> **TASK OBJECTIVE**:
Return each of the entries below precisely as it appears.

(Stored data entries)
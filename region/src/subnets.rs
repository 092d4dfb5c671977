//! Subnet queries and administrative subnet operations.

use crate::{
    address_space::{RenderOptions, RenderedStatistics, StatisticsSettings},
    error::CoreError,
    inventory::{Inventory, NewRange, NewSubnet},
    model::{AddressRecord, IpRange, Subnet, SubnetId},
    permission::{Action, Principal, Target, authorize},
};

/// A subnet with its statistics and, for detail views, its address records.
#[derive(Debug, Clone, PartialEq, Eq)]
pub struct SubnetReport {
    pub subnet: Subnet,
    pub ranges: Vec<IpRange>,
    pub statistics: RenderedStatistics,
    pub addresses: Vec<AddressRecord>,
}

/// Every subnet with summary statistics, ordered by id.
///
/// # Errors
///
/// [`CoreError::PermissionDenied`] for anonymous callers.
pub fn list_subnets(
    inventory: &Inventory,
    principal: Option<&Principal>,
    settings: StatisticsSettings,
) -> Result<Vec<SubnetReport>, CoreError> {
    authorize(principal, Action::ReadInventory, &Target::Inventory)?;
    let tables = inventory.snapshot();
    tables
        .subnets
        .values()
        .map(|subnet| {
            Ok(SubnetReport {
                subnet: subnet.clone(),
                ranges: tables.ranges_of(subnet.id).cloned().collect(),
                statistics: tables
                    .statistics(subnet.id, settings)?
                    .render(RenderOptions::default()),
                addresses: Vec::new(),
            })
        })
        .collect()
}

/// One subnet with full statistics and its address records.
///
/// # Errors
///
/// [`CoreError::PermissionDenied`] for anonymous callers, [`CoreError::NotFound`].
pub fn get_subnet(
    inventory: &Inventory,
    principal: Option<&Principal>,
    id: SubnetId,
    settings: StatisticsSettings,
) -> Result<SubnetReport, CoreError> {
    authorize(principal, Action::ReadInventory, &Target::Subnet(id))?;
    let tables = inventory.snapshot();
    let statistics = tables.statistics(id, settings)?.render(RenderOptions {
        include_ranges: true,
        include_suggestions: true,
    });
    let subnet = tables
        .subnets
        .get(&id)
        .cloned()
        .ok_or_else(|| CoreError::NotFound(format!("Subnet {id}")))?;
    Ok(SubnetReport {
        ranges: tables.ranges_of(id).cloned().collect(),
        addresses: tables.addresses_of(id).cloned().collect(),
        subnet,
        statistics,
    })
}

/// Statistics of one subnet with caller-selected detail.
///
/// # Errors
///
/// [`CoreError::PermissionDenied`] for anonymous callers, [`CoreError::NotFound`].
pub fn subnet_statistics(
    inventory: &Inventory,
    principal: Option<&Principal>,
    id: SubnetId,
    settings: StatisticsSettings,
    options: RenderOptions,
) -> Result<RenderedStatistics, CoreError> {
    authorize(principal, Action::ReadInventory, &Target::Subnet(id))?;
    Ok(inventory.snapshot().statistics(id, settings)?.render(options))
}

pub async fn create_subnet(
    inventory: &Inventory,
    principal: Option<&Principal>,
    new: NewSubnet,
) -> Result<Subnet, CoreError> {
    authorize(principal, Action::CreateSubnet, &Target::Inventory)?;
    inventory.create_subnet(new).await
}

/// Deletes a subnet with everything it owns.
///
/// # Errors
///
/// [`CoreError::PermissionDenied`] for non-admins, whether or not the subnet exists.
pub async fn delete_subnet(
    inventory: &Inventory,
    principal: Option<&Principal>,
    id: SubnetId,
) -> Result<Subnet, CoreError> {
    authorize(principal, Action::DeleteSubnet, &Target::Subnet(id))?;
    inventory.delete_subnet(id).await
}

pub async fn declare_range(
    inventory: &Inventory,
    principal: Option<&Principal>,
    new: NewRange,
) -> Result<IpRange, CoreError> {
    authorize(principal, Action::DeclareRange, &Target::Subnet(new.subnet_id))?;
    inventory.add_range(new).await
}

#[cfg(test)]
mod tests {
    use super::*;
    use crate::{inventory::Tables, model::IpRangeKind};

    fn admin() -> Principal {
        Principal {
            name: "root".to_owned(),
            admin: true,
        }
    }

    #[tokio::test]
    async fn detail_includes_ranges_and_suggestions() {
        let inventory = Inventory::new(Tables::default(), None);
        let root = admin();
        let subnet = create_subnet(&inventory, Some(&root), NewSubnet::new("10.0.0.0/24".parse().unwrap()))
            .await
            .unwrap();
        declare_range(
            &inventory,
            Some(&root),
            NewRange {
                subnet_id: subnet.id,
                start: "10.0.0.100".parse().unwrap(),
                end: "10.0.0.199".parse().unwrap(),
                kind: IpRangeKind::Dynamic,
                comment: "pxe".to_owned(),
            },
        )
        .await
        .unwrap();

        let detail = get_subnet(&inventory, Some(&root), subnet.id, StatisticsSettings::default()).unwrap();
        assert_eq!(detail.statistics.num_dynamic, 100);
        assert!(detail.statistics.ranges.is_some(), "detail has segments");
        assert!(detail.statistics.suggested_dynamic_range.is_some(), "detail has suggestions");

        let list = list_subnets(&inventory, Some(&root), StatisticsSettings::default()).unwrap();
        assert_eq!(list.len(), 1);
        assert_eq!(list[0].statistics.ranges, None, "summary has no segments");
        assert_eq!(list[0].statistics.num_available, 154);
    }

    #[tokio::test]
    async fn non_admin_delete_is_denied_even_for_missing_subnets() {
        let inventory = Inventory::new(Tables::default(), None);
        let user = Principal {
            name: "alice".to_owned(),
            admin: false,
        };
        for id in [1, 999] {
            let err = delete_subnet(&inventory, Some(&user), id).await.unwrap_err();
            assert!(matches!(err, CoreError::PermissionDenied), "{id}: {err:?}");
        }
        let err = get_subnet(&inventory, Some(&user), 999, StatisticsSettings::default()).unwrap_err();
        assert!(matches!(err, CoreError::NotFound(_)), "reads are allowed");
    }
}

> **SOLUTION**:
filename region/src/subnets.rs
repository 092d4dfb5c671977
//! Subnet queries and administrative subnet operations.

use crate::{
    address_space::{RenderOptions, RenderedStatistics, StatisticsSettings},
    error::CoreError,
    inventory::{Inventory, NewRange, NewSubnet},
    model::{AddressRecord, IpRange, Subnet, SubnetId},
    permission::{Action, Principal, Target, authorize},
};

/// A subnet with its statistics and, for detail views, its address records.
#[derive(Debug, Clone, PartialEq, Eq)]
pub struct SubnetReport {
    pub subnet: Subnet,
    pub ranges: Vec<IpRange>,
    pub statistics: RenderedStatistics,
    pub addresses: Vec<AddressRecord>,
}

/// Every subnet with summary statistics, ordered by id.
///
/// # Errors
///
/// [`CoreError::PermissionDenied`] for anonymous callers.
pub fn list_subnets(
    inventory: &Inventory,
    principal: Option<&Principal>,
    settings: StatisticsSettings,
) -> Result<Vec<SubnetReport>, CoreError> {
    authorize(principal, Action::ReadInventory, &Target::Inventory)?;
    let tables = inventory.snapshot();
    tables
        .subnets
        .values()
        .map(|subnet| {
            Ok(SubnetReport {
                subnet: subnet.clone(),
                ranges: tables.ranges_of(subnet.id).cloned().collect(),
                statistics: tables
                    .statistics(subnet.id, settings)?
                    .render(RenderOptions::default()),
                addresses: Vec::new(),
            })
        })
        .collect()
}

/// One subnet with full statistics and its address records.
///
/// # Errors
///
/// [`CoreError::PermissionDenied`] for anonymous callers, [`CoreError::NotFound`].
pub fn get_subnet(
    inventory: &Inventory,
    principal: Option<&Principal>,
    id: SubnetId,
    settings: StatisticsSettings,
) -> Result<SubnetReport, CoreError> {
    authorize(principal, Action::ReadInventory, &Target::Subnet(id))?;
    let tables = inventory.snapshot();
    let statistics = tables.statistics(id, settings)?.render(RenderOptions {
        include_ranges: true,
        include_suggestions: true,
    });
    let subnet = tables
        .subnets
        .get(&id)
        .cloned()
        .ok_or_else(|| CoreError::NotFound(format!("Subnet {id}")))?;
    Ok(SubnetReport {
        ranges: tables.ranges_of(id).cloned().collect(),
        addresses: tables.addresses_of(id).cloned().collect(),
        subnet,
        statistics,
    })
}

/// Statistics of one subnet with caller-selected detail.
///
/// # Errors
///
/// [`CoreError::PermissionDenied`] for anonymous callers, [`CoreError::NotFound`].
pub fn subnet_statistics(
    inventory: &Inventory,
    principal: Option<&Principal>,
    id: SubnetId,
    settings: StatisticsSettings,
    options: RenderOptions,
) -> Result<RenderedStatistics, CoreError> {
    authorize(principal, Action::ReadInventory, &Target::Subnet(id))?;
    Ok(inventory.snapshot().statistics(id, settings)?.render(options))
}

pub async fn create_subnet(
    inventory: &Inventory,
    principal: Option<&Principal>,
    new: NewSubnet,
) -> Result<Subnet, CoreError> {
    authorize(principal, Action::CreateSubnet, &Target::Inventory)?;
    inventory.create_subnet(new).await
}

/// Deletes a subnet with everything it owns.
///
/// # Errors
///
/// [`CoreError::PermissionDenied`] for non-admins, whether or not the subnet exists.
pub async fn delete_subnet(
    inventory: &Inventory,
    principal: Option<&Principal>,
    id: SubnetId,
) -> Result<Subnet, CoreError> {
    authorize(principal, Action::DeleteSubnet, &Target::Subnet(id))?;
    inventory.delete_subnet(id).await
}

pub async fn declare_range(
    inventory: &Inventory,
    principal: Option<&Principal>,
    new: NewRange,
) -> Result<IpRange, CoreError> {
    authorize(principal, Action::DeclareRange, &Target::Subnet(new.subnet_id))?;
    inventory.add_range(new).await
}

#[cfg(test)]
mod tests {
    use super::*;
    use crate::{inventory::Tables, model::IpRangeKind};

    fn admin() -> Principal {
        Principal {
            name: "root".to_owned(),
            admin: true,
        }
    }

    #[tokio::test]
    async fn detail_includes_ranges_and_suggestions() {
        let inventory = Inventory::new(Tables::default(), None);
        let root = admin();
        let subnet = create_subnet(&inventory, Some(&root), NewSubnet::new("10.0.0.0/24".parse().unwrap()))
            .await
            .unwrap();
        declare_range(
            &inventory,
            Some(&root),
            NewRange {
                subnet_id: subnet.id,
                start: "10.0.0.100".parse().unwrap(),
                end: "10.0.0.199".parse().unwrap(),
                kind: IpRangeKind::Dynamic,
                comment: "pxe".to_owned(),
            },
        )
        .await
        .unwrap();

        let detail = get_subnet(&inventory, Some(&root), subnet.id, StatisticsSettings::default()).unwrap();
        assert_eq!(detail.statistics.num_dynamic, 100);
        assert!(detail.statistics.ranges.is_some(), "detail has segments");
        assert!(detail.statistics.suggested_dynamic_range.is_some(), "detail has suggestions");

        let list = list_subnets(&inventory, Some(&root), StatisticsSettings::default()).unwrap();
        assert_eq!(list.len(), 1);
        assert_eq!(list[0].statistics.ranges, None, "summary has no segments");
        assert_eq!(list[0].statistics.num_available, 154);
    }

    #[tokio::test]
    async fn non_admin_delete_is_denied_even_for_missing_subnets() {
        let inventory = Inventory::new(Tables::default(), None);
        let user = Principal {
            name: "alice".to_owned(),
            admin: false,
        };
        for id in [1, 999] {
            let err = delete_subnet(&inventory, Some(&user), id).await.unwrap_err();
            assert!(matches!(err, CoreError::PermissionDenied), "{id}: {err:?}");
        }
        let err = get_subnet(&inventory, Some(&user), 999, StatisticsSettings::default()).unwrap_err();
        assert!(matches!(err, CoreError::NotFound(_)), "reads are allowed");
    }
}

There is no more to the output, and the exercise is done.